▸ ASSIGNMENT:
From the first line to the last, print the data exactly as it appears.
RECORDS PROVIDED below:
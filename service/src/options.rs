use std::collections::HashMap;
use std::time::Duration;

use domain::{Result, SchedulerError};

pub const POLL_DELAY: &str = "gridengine.poll.delay";
pub const ACCOUNTING_GRACE_TIME: &str = "gridengine.accounting.grace.time";
pub const PARALLEL_ENVIRONMENT: &str = "gridengine.parallel.environment";
pub const RELAXED_PARSING: &str = "gridengine.relaxed.parsing";

const KNOWN: [&str; 4] = [
    POLL_DELAY,
    ACCOUNTING_GRACE_TIME,
    PARALLEL_ENVIRONMENT,
    RELAXED_PARSING,
];

/// Per-connection settings parsed from the caller's property bag.
#[derive(Debug, Clone, PartialEq, Eq)]
pub struct SchedulerOptions {
    /// Delay between two polls of a waiting caller
    pub poll_delay: Duration,
    /// How long a job that vanished from the live queue is still reported pending
    pub accounting_grace_time: Duration,
    /// Parallel environment requested for multi-slot jobs
    pub parallel_environment: Option<String>,
    /// Skip malformed live-queue entries instead of failing
    pub relaxed_parsing: bool,
}

impl Default for SchedulerOptions {
    fn default() -> Self {
        Self {
            poll_delay: Self::default_poll_delay(),
            accounting_grace_time: Self::default_accounting_grace_time(),
            parallel_environment: None,
            relaxed_parsing: false,
        }
    }
}

impl SchedulerOptions {
    pub fn default_poll_delay() -> Duration {
        Duration::from_millis(100)
    }

    pub fn default_accounting_grace_time() -> Duration {
        Duration::from_millis(60_000)
    }

    pub fn from_properties(properties: &HashMap<String, String>) -> Result<Self> {
        if let Some(key) = properties.keys().find(|k| !KNOWN.contains(&k.as_str())) {
            return Err(SchedulerError::UnknownOption(key.clone()));
        }

        let mut options = Self::default();
        if let Some(value) = properties.get(POLL_DELAY) {
            options.poll_delay = millis(POLL_DELAY, value)?;
            if options.poll_delay.is_zero() {
                return Err(invalid(POLL_DELAY, value));
            }
        }
        if let Some(value) = properties.get(ACCOUNTING_GRACE_TIME) {
            options.accounting_grace_time = millis(ACCOUNTING_GRACE_TIME, value)?;
        }
        if let Some(value) = properties.get(PARALLEL_ENVIRONMENT) {
            let value = value.trim();
            if value.is_empty() || value.contains(char::is_whitespace) {
                return Err(invalid(PARALLEL_ENVIRONMENT, value));
            }
            options.parallel_environment = Some(value.to_owned());
        }
        if let Some(value) = properties.get(RELAXED_PARSING) {
            options.relaxed_parsing = match value.trim() {
                "true" => true,
                "false" => false,
                _ => return Err(invalid(RELAXED_PARSING, value)),
            };
        }
        Ok(options)
    }
}

fn millis(key: &str, value: &str) -> Result<Duration> {
    value
        .trim()
        .parse()
        .map(Duration::from_millis)
        .map_err(|_| invalid(key, value))
}

fn invalid(key: &str, value: &str) -> SchedulerError {
    SchedulerError::InvalidProperty {
        key: key.to_owned(),
        value: value.to_owned(),
    }
}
End of RECORDS PROVIDED.
▸ RESULT OF THE TASK:
filename service/src/options.rs
use std::collections::HashMap;
use std::time::Duration;

use domain::{Result, SchedulerError};

pub const POLL_DELAY: &str = "gridengine.poll.delay";
pub const ACCOUNTING_GRACE_TIME: &str = "gridengine.accounting.grace.time";
pub const PARALLEL_ENVIRONMENT: &str = "gridengine.parallel.environment";
pub const RELAXED_PARSING: &str = "gridengine.relaxed.parsing";

const KNOWN: [&str; 4] = [
    POLL_DELAY,
    ACCOUNTING_GRACE_TIME,
    PARALLEL_ENVIRONMENT,
    RELAXED_PARSING,
];

/// Per-connection settings parsed from the caller's property bag.
#[derive(Debug, Clone, PartialEq, Eq)]
pub struct SchedulerOptions {
    /// Delay between two polls of a waiting caller
    pub poll_delay: Duration,
    /// How long a job that vanished from the live queue is still reported pending
    pub accounting_grace_time: Duration,
    /// Parallel environment requested for multi-slot jobs
    pub parallel_environment: Option<String>,
    /// Skip malformed live-queue entries instead of failing
    pub relaxed_parsing: bool,
}

impl Default for SchedulerOptions {
    fn default() -> Self {
        Self {
            poll_delay: Self::default_poll_delay(),
            accounting_grace_time: Self::default_accounting_grace_time(),
            parallel_environment: None,
            relaxed_parsing: false,
        }
    }
}

impl SchedulerOptions {
    pub fn default_poll_delay() -> Duration {
        Duration::from_millis(100)
    }

    pub fn default_accounting_grace_time() -> Duration {
        Duration::from_millis(60_000)
    }

    pub fn from_properties(properties: &HashMap<String, String>) -> Result<Self> {
        if let Some(key) = properties.keys().find(|k| !KNOWN.contains(&k.as_str())) {
            return Err(SchedulerError::UnknownOption(key.clone()));
        }

        let mut options = Self::default();
        if let Some(value) = properties.get(POLL_DELAY) {
            options.poll_delay = millis(POLL_DELAY, value)?;
            if options.poll_delay.is_zero() {
                return Err(invalid(POLL_DELAY, value));
            }
        }
        if let Some(value) = properties.get(ACCOUNTING_GRACE_TIME) {
            options.accounting_grace_time = millis(ACCOUNTING_GRACE_TIME, value)?;
        }
        if let Some(value) = properties.get(PARALLEL_ENVIRONMENT) {
            let value = value.trim();
            if value.is_empty() || value.contains(char::is_whitespace) {
                return Err(invalid(PARALLEL_ENVIRONMENT, value));
            }
            options.parallel_environment = Some(value.to_owned());
        }
        if let Some(value) = properties.get(RELAXED_PARSING) {
            options.relaxed_parsing = match value.trim() {
                "true" => true,
                "false" => false,
                _ => return Err(invalid(RELAXED_PARSING, value)),
            };
        }
        Ok(options)
    }
}

fn millis(key: &str, value: &str) -> Result<Duration> {
    value
        .trim()
        .parse()
        .map(Duration::from_millis)
        .map_err(|_| invalid(key, value))
}

fn invalid(key: &str, value: &str) -> SchedulerError {
    SchedulerError::InvalidProperty {
        key: key.to_owned(),
        value: value.to_owned(),
    }
}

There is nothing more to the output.